[Stored data entries]

↓

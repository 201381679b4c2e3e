// Copyright (c) 2025 Jonathan Fontanez
// SPDX-License-Identifier: BUSL-1.1

//! Point-in-time snapshot types for graph observation.

use std::fmt::Write as _;
use std::path::{Path, PathBuf};

use serde::{Deserialize, Serialize};

use super::link::{Link, LinkId};
use crate::core::error::Result;
use crate::core::node::NodeId;
use crate::core::runtime::RunState;

/// File name of the diagnostic dump taken after the pipeline starts.
pub const DUMP_FILE_NAME: &str = "pipeline_playing.dot";

/// Environment variable naming the dump directory when none is configured.
pub const DUMP_DIR_ENV: &str = "STREAMFAN_DEBUG_DUMP_DOT_DIR";

/// Point-in-time snapshot of a node.
#[derive(Debug, Clone, Serialize, Deserialize)]
pub struct NodeSnapshot {
    pub id: NodeId,
    pub node_type: String,
    pub state: RunState,
    /// Options rendered as `key=value` strings.
    pub options: Vec<String>,
}

/// Point-in-time snapshot of a link.
#[derive(Debug, Clone, Serialize, Deserialize)]
pub struct LinkSnapshot {
    pub id: LinkId,
    pub source: String,
    pub target: String,
}

impl From<&Link> for LinkSnapshot {
    fn from(link: &Link) -> Self {
        Self {
            id: link.id,
            source: link.from_port(),
            target: link.to_port(),
        }
    }
}

/// Serializable copy of the whole topology.
#[derive(Debug, Clone, Serialize, Deserialize)]
pub struct GraphSnapshot {
    pub name: String,
    pub state: RunState,
    pub nodes: Vec<NodeSnapshot>,
    pub links: Vec<LinkSnapshot>,
}

impl GraphSnapshot {
    pub fn node(&self, id: &str) -> Option<&NodeSnapshot> {
        self.nodes.iter().find(|n| n.id.as_str() == id)
    }

    pub fn to_json(&self) -> serde_json::Value {
        serde_json::to_value(self).unwrap_or_default()
    }

    /// Render as Graphviz DOT, one cluster-less box per node.
    pub fn to_dot(&self) -> String {
        let mut dot = String::new();
        let _ = writeln!(dot, "digraph \"{}\" {{", escape(&self.name));
        let _ = writeln!(dot, "  rankdir=LR;");
        let _ = writeln!(dot, "  label=\"{} [{}]\";", escape(&self.name), self.state);
        let _ = writeln!(dot, "  node [shape=box, style=\"rounded,filled\"];");

        for node in &self.nodes {
            let mut label = format!("{}\\n{}\\n[{}]", node.node_type, node.id, node.state);
            for option in &node.options {
                label.push_str("\\n");
                label.push_str(&escape(option));
            }
            let _ = writeln!(
                dot,
                "  \"{}\" [label=\"{}\", fillcolor=\"{}\"];",
                escape(node.id.as_str()),
                label,
                state_color(node.state)
            );
        }

        for link in &self.links {
            let (src_node, src_port) = split_address(&link.source);
            let (dst_node, dst_port) = split_address(&link.target);
            let _ = writeln!(
                dot,
                "  \"{}\" -> \"{}\" [taillabel=\"{}\", headlabel=\"{}\"];",
                escape(src_node),
                escape(dst_node),
                escape(src_port),
                escape(dst_port)
            );
        }

        dot.push_str("}\n");
        dot
    }

    /// Write the DOT rendering to `<dir>/pipeline_playing.dot`.
    pub fn write_dot(&self, dir: &Path) -> Result<PathBuf> {
        std::fs::create_dir_all(dir)?;
        let path = dir.join(DUMP_FILE_NAME);
        std::fs::write(&path, self.to_dot())?;
        Ok(path)
    }
}

fn split_address(address: &str) -> (&str, &str) {
    address.rsplit_once('.').unwrap_or((address, ""))
}

fn escape(s: &str) -> String {
    s.replace('\\', "\\\\").replace('"', "\\\"")
}

fn state_color(state: RunState) -> &'static str {
    match state {
        RunState::Idle => "#dddddd",
        RunState::Running => "#aaffaa",
        RunState::Draining => "#ffeeaa",
        RunState::Stopped => "#ffaaaa",
    }
}
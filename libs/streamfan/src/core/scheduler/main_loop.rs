// Copyright (c) 2025 Jonathan Fontanez
// SPDX-License-Identifier: BUSL-1.1

use std::time::Duration;

use crossbeam_channel::{Receiver, Sender, unbounded};

use super::event::LoopEvent;
use super::Scheduler;

/// Channel-backed event loop. Any thread may post; one thread drains.
///
/// Delayed events are delivered by a short-lived helper thread that sleeps
/// for the delay and then posts.
pub struct MainLoop {
    tx: Sender<LoopEvent>,
    rx: Receiver<LoopEvent>,
}

impl MainLoop {
    pub fn new() -> Self {
        let (tx, rx) = unbounded();
        Self { tx, rx }
    }

    /// Number of events waiting to be dispatched.
    pub fn pending(&self) -> usize {
        self.rx.len()
    }
}

impl Default for MainLoop {
    fn default() -> Self {
        Self::new()
    }
}

impl Scheduler for MainLoop {
    fn post(&self, event: LoopEvent) {
        // The receiver lives as long as self, so send cannot fail here.
        let _ = self.tx.send(event);
    }

    fn post_after(&self, delay: Duration, event: LoopEvent) {
        let tx = self.tx.clone();
        let spawned = std::thread::Builder::new()
            .name("streamfan-timer".into())
            .spawn(move || {
                std::thread::sleep(delay);
                // Loop may have shut down meanwhile.
                let _ = tx.send(event);
            });
        if let Err(e) = spawned {
            tracing::warn!("[MainLoop] Failed to spawn timer thread: {}", e);
        }
    }

    fn next_event(&self, timeout: Duration) -> Option<LoopEvent> {
        self.rx.recv_timeout(timeout).ok()
    }
}
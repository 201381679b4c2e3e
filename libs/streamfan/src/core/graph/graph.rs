// Copyright (c) 2025 Jonathan Fontanez
// SPDX-License-Identifier: BUSL-1.1

//! Pipeline topology: member nodes, links and the shared run-state.

use std::collections::{BTreeMap, HashMap};

use petgraph::algo::is_cyclic_directed;
use petgraph::stable_graph::{NodeIndex, StableDiGraph};

use super::link::{Link, LinkEndpoint, LinkId};
use crate::core::error::{Result, StreamError};
use crate::core::node::NodeId;
use crate::core::runtime::RunState;

/// Topology graph (DAG) over node ids.
///
/// Invariants: both endpoints of every link are members; a port carries at
/// most one link.
#[derive(Debug, Default)]
pub struct Graph {
    graph: StableDiGraph<NodeId, LinkId>,
    node_indices: HashMap<NodeId, NodeIndex>,
    /// Members in the order they joined.
    members: Vec<NodeId>,
    links: BTreeMap<LinkId, Link>,
    next_link: u64,
    state: RunState,
}

impl Graph {
    pub fn new() -> Self {
        Self::default()
    }

    pub fn state(&self) -> RunState {
        self.state
    }

    pub(crate) fn set_state(&mut self, state: RunState) {
        self.state = state;
    }

    /// Add a member. Returns false if it was already a member.
    pub fn add_node(&mut self, id: NodeId) -> bool {
        if self.node_indices.contains_key(&id) {
            return false;
        }
        let index = self.graph.add_node(id.clone());
        self.node_indices.insert(id.clone(), index);
        self.members.push(id);
        true
    }

    /// Remove a member and every link touching it.
    pub fn remove_node(&mut self, id: &NodeId) -> Vec<Link> {
        let Some(index) = self.node_indices.remove(id) else {
            return Vec::new();
        };
        self.graph.remove_node(index);
        self.members.retain(|m| m != id);

        let touching: Vec<LinkId> = self
            .links
            .values()
            .filter(|l| &l.source.node == id || &l.target.node == id)
            .map(|l| l.id)
            .collect();
        touching
            .into_iter()
            .filter_map(|link_id| self.links.remove(&link_id))
            .collect()
    }

    pub fn contains(&self, id: &NodeId) -> bool {
        self.node_indices.contains_key(id)
    }

    /// Member ids in join order.
    pub fn members(&self) -> &[NodeId] {
        &self.members
    }

    pub fn node_count(&self) -> usize {
        self.members.len()
    }

    pub fn link_count(&self) -> usize {
        self.links.len()
    }

    pub fn links(&self) -> impl Iterator<Item = &Link> {
        self.links.values()
    }

    pub fn link(&self, id: LinkId) -> Option<&Link> {
        self.links.get(&id)
    }

    /// Link leaving a source port, if any.
    pub fn link_from(&self, source: &LinkEndpoint) -> Option<&Link> {
        self.links.values().find(|l| &l.source == source)
    }

    /// Link entering a sink port, if any.
    pub fn link_into(&self, target: &LinkEndpoint) -> Option<&Link> {
        self.links.values().find(|l| &l.target == target)
    }

    pub fn is_linked(&self, endpoint: &LinkEndpoint) -> bool {
        self.links
            .values()
            .any(|l| &l.source == endpoint || &l.target == endpoint)
    }

    /// Whether any link touches the node.
    pub fn has_links(&self, id: &NodeId) -> bool {
        self.links
            .values()
            .any(|l| &l.source.node == id || &l.target.node == id)
    }

    /// Add a link between two member ports.
    ///
    /// A port already carrying a link is refused with
    /// [`StreamError::Link`]; the existing link is left untouched.
    pub fn add_link(&mut self, source: LinkEndpoint, target: LinkEndpoint) -> Result<LinkId> {
        let (Some(&from_idx), Some(&to_idx)) = (
            self.node_indices.get(&source.node),
            self.node_indices.get(&target.node),
        ) else {
            return Err(StreamError::link(
                source.to_address(),
                target.to_address(),
                "both nodes must be members of the graph",
            ));
        };

        if let Some(existing) = self.link_into(&target) {
            return Err(StreamError::link(
                source.to_address(),
                target.to_address(),
                format!("sink port already linked from {}", existing.source),
            ));
        }
        if let Some(existing) = self.link_from(&source) {
            return Err(StreamError::link(
                source.to_address(),
                target.to_address(),
                format!("source port already linked to {}", existing.target),
            ));
        }

        let id = LinkId::new(self.next_link);
        self.next_link += 1;
        self.graph.add_edge(from_idx, to_idx, id);
        self.links.insert(id, Link { id, source, target });
        Ok(id)
    }

    pub fn remove_link(&mut self, id: LinkId) -> Option<Link> {
        let link = self.links.remove(&id)?;
        if let Some(edge) = self.graph.edge_indices().find(|&e| self.graph[e] == id) {
            self.graph.remove_edge(edge);
        }
        Some(link)
    }

    /// Validate graph structure
    pub fn validate(&self) -> Result<()> {
        if is_cyclic_directed(&self.graph) {
            return Err(StreamError::Runtime("graph contains cycles".into()));
        }
        Ok(())
    }

    /// Drop every member and link.
    pub(crate) fn clear(&mut self) {
        self.graph.clear();
        self.node_indices.clear();
        self.members.clear();
        self.links.clear();
    }
}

↑

- What the task requires:
What lines above contain the string "NodeId"? Copy all of them.

- Response area:
use crate::core::node::NodeId;
    pub id: NodeId,
use crate::core::node::NodeId;
    graph: StableDiGraph<NodeId, LinkId>,
    node_indices: HashMap<NodeId, NodeIndex>,
    members: Vec<NodeId>,
    pub fn add_node(&mut self, id: NodeId) -> bool {
    pub fn remove_node(&mut self, id: &NodeId) -> Vec<Link> {
    pub fn contains(&self, id: &NodeId) -> bool {
    pub fn members(&self) -> &[NodeId] {
    pub fn has_links(&self, id: &NodeId) -> bool {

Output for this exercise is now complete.